Thank you for your help ! Sometimes it's hard to see the forrest for the trees especially this close to Friaday.


----------



## ckatchmarik (Aug 1, 2009)

Should the CC of palpitations and lightheadedness, not stand alone though?  I recently was in on our Medicare carriers "lunch & learn" series, it was stated that the cc must stand alone and it should not be used within your HPI.  If this is in fact true, you would not have an extended HPI.


----------



## RebeccaWoodward* (Aug 3, 2009)

cporter said:


> Should the CC of palpitations and lightheadedness, not stand alone though?  I recently was in on our Medicare carriers "lunch & learn" series, it was stated that the cc must stand alone and it should not be used within your HPI.  If this is in fact true, you would not have an extended HPI.



*Q* 22. Can the History of Present Illness (HPI) elements be counted for both the Chief Complaint (CC) and the associated signs/symptoms? *For instance*, a patient presents with chest (location) pain (CC) that she has had for 3 days (duration). She also experiences shortness of breath (associated signs/symptoms) when walking up the stairs (context).

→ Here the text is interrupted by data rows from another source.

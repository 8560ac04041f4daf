//! Class/level progression tables.
//!
//! A single stock stat curve drives every attribute; classes shape it with
//! per-stat multipliers. The same data also carries the experience reward
//! and level threshold tables. Everything is validated once at load time;
//! a broken table is a content defect, not a runtime condition.

use super::Stat;

/// Archetype a character's stat multipliers are keyed on.
#[derive(Clone, Copy, Debug, PartialEq, Eq, PartialOrd, Ord, Hash, strum::Display)]
#[cfg_attr(feature = "serde", derive(serde::Serialize, serde::Deserialize))]
pub enum CharacterClass {
    Villager,
    Soldier,
    Archer,
    Brigand,
    Captain,
}

/// One class's deviation from the stock stat curve.
#[derive(Clone, Debug, PartialEq)]
#[cfg_attr(feature = "serde", derive(serde::Serialize, serde::Deserialize))]
pub struct ClassSpec {
    pub class: CharacterClass,
    pub multipliers: Vec<StatMultiplier>,
}

#[derive(Clone, Debug, PartialEq)]
#[cfg_attr(feature = "serde", derive(serde::Serialize, serde::Deserialize))]
pub struct StatMultiplier {
    pub stat: Stat,
    pub multiplier: f32,
}

/// Validation failures for progression data.
#[derive(Clone, Debug, PartialEq, thiserror::Error)]
pub enum ProgressionError {
    #[error("stat table is empty")]
    EmptyStatTable,

    #[error("experience reward table is empty")]
    EmptyRewardTable,

    #[error("level XP table must be strictly increasing (index {index})")]
    NonMonotonicXpTable { index: usize },

    #[error("{class} has a non-positive multiplier for {stat}")]
    NonPositiveMultiplier { class: CharacterClass, stat: Stat },
}

/// Class/level stat tables plus experience rules.
#[derive(Clone, Debug, PartialEq)]
#[cfg_attr(feature = "serde", derive(serde::Serialize, serde::Deserialize))]
pub struct Progression {
    /// Stock stat value per level (level 1 at index 0). Levels past the
    /// end of the table keep the last value.
    pub stat_table: Vec<i32>,

    /// Extra scaling applied to the Health stat only.
    pub health_multiplier: f32,

    /// Experience granted for killing a character of a given level.
    pub xp_reward_table: Vec<i32>,

    /// Experience required to pass each level; length bounds the
    /// maximum reachable level.
    pub level_xp_table: Vec<i32>,

    /// Per-class stat multipliers; stats not listed default to 1.0.
    pub classes: Vec<ClassSpec>,
}

impl Progression {
    /// Checks the tables for content defects. Call once after loading.
    pub fn validate(&self) -> Result<(), ProgressionError> {
        if self.stat_table.is_empty() {
            return Err(ProgressionError::EmptyStatTable);
        }
        if self.xp_reward_table.is_empty() {
            return Err(ProgressionError::EmptyRewardTable);
        }
        for (index, pair) in self.level_xp_table.windows(2).enumerate() {
            if pair[1] <= pair[0] {
                return Err(ProgressionError::NonMonotonicXpTable { index: index + 1 });
            }
        }
        for spec in &self.classes {
            for m in &spec.multipliers {
                if m.multiplier <= 0.0 {
                    return Err(ProgressionError::NonPositiveMultiplier {
                        class: spec.class,
                        stat: m.stat,
                    });
                }
            }
        }
        Ok(())
    }

    /// Resolves a base stat for (class, stat, level), before equipment
    /// modifiers.
    pub fn stat(&self, class: CharacterClass, stat: Stat, level: u32) -> i32 {
        let stock = self.stock_stat(stat, level);
        let multiplier = self.class_multiplier(class, stat);
        (stock as f32 * multiplier).round() as i32
    }

    /// Experience granted for downing a character of `level`.
    pub fn reward_xp(&self, level: u32) -> i32 {
        let index = (level.max(1) as usize - 1).min(self.xp_reward_table.len() - 1);
        self.xp_reward_table[index]
    }

    /// Level reached with `xp` accumulated experience.
    pub fn level_for_xp(&self, xp: i32) -> u32 {
        let mut level = 1;
        for threshold in &self.level_xp_table {
            if xp < *threshold {
                break;
            }
            level += 1;
        }
        level
    }

    fn stock_stat(&self, stat: Stat, level: u32) -> i32 {
        let index = (level.max(1) as usize - 1).min(self.stat_table.len() - 1);
        let mut stock = self.stat_table[index];

        if stat == Stat::Health {
            stock = (self.health_multiplier * stock as f32).round() as i32;
        }

        stock
    }

    fn class_multiplier(&self, class: CharacterClass, stat: Stat) -> f32 {
        self.classes
            .iter()
            .find(|spec| spec.class == class)
            .and_then(|spec| spec.multipliers.iter().find(|m| m.stat == stat))
            .map_or(1.0, |m| m.multiplier)
    }
}
//! Non-player behavior: the AI decision loop, patrol routes, and
//! formation coordination.

pub mod controller;
pub mod formation;
pub mod patrol;

pub use controller::{AiConfig, AiController, AiState};
pub use formation::{Formation, FormationConfig};
pub use patrol::{PatrolPath, PatrolState};
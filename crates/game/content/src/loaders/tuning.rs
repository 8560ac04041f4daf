//! Balance tuning loader.

use std::path::Path;

use game_core::Tuning;

use super::{LoadResult, read_file};

/// Loader for [`Tuning`] overrides from TOML files. Fields left out of
/// the file keep their defaults.
pub struct TuningLoader;

impl TuningLoader {
    pub fn load(path: &Path) -> LoadResult<Tuning> {
        let content = read_file(path)?;
        let tuning: Tuning = toml::from_str(&content)
            .map_err(|e| anyhow::anyhow!("{}: failed to parse tuning TOML: {}", path.display(), e))?;
        Ok(tuning)
    }
}
//! In-flight ranged attacks.
//!
//! A projectile carries the payload frozen at launch. Homing projectiles
//! steer toward the target's current position; straight ones fly their
//! launch direction (optionally aimed with target lead and a deterministic
//! scatter, both computed by the world at launch). Contact hands the
//! payload to the resolver under the no-miss ranged rule.

use glam::Vec3;

use crate::world::AgentId;

use super::payload::AttackPayload;

/// What a projectile did this tick.
#[derive(Clone, Copy, Debug, PartialEq, Eq)]
pub enum ProjectileStep {
    Flying,
    /// Close enough to the target: resolve the payload.
    Contact,
    /// Target gone or lifetime exceeded: despawn without effect.
    Expired,
}

/// One airborne attack.
#[derive(Clone, Debug)]
pub struct Projectile {
    pub id: u32,
    pub payload: AttackPayload,
    pub target: AgentId,
    pub pos: Vec3,
    speed: f32,
    homing: bool,
    /// Flight direction for straight projectiles; unused when homing.
    direction: Vec3,
    age: f32,
    lifetime: f32,
}

impl Projectile {
    pub fn new(
        id: u32,
        payload: AttackPayload,
        target: AgentId,
        origin: Vec3,
        aim_point: Vec3,
        speed: f32,
        homing: bool,
        lifetime: f32,
    ) -> Self {
        Self {
            id,
            payload,
            target,
            pos: origin,
            speed,
            homing,
            direction: (aim_point - origin).normalize_or_zero(),
            age: 0.0,
            lifetime,
        }
    }

    /// Advances the flight. `target_pos` is `None` once the target has
    /// despawned; the resolver's own dead-target guard handles targets
    /// that died but still stand.
    pub fn advance(&mut self, target_pos: Option<Vec3>, hit_radius: f32, dt: f32) -> ProjectileStep {
        self.age += dt;
        if self.age > self.lifetime {
            return ProjectileStep::Expired;
        }

        let Some(target_pos) = target_pos else {
            return ProjectileStep::Expired;
        };

        if self.homing {
            self.direction = (target_pos - self.pos).normalize_or_zero();
        }
        self.pos += self.direction * self.speed * dt;

        if self.pos.distance(target_pos) <= hit_radius {
            ProjectileStep::Contact
        } else {
            ProjectileStep::Flying
        }
    }
}

#[cfg(test)]
mod tests {
    use super::*;
    use crate::combat::AttackKind;
    use crate::faction::ClanId;

    fn arrow(origin: Vec3, aim: Vec3, homing: bool) -> Projectile {
        let payload = AttackPayload {
            instigator: AgentId(0),
            instigator_clan: ClanId(0),
            kind: AttackKind::Ranged,
            attack_points: 10,
            damage: 10,
            hit_precision: 10,
            crit_strike: 0,
        };
        Projectile::new(1, payload, AgentId(2), origin, aim, 10.0, homing, 5.0)
    }

    #[test]
    fn homing_projectile_tracks_a_moving_target() {
        let mut p = arrow(Vec3::ZERO, Vec3::new(10.0, 0.0, 0.0), true);
        // Target sidesteps; the homing arrow still closes in.
        let target = Vec3::new(3.0, 0.0, 2.0);
        let mut steps = 0;
        loop {
            match p.advance(Some(target), 0.5, 0.1) {
                ProjectileStep::Contact => break,
                ProjectileStep::Flying => steps += 1,
                ProjectileStep::Expired => panic!("expired before contact"),
            }
            assert!(steps < 100);
        }
    }

    #[test]
    fn straight_projectile_can_fly_past() {
        let mut p = arrow(Vec3::ZERO, Vec3::new(10.0, 0.0, 0.0), false);
        // Target far off the flight line: never contacts, expires.
        let target = Vec3::new(5.0, 0.0, 8.0);
        let mut last = ProjectileStep::Flying;
        for _ in 0..100 {
            last = p.advance(Some(target), 0.5, 0.1);
            if last != ProjectileStep::Flying {
                break;
            }
        }
        assert_eq!(last, ProjectileStep::Expired);
    }

    #[test]
    fn despawned_target_expires_the_projectile() {
        let mut p = arrow(Vec3::ZERO, Vec3::new(10.0, 0.0, 0.0), true);
        assert_eq!(p.advance(None, 0.5, 0.1), ProjectileStep::Expired);
    }
}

*A* 22. Yes. According to the E/M 1995 and 1997 DG, "The CC, ROS, and PFSH may be listed as separate elements of history or they may be included in the description of the history of present illness 

http://www.wpsic.com/medicare/part_b/education/evalmngmntqahistory.shtml

Using palpitations for the CC (quinnwebbs example), I can still extract 4 elements for an extended HPI.


----------



## LLovett (Aug 3, 2009)

When I look at this I assume there is another entry that states the patient was here for palpitations and lightheadedness based on the way it was originally posted. If there isn't then you're correct, you would'nt count those as part of your HPI elements.

My take on the elements is a little different though, lol.

I would give credit for mod factor on the Rx also, unless that was needed for past history.

Laura, CPC, CEMC


----------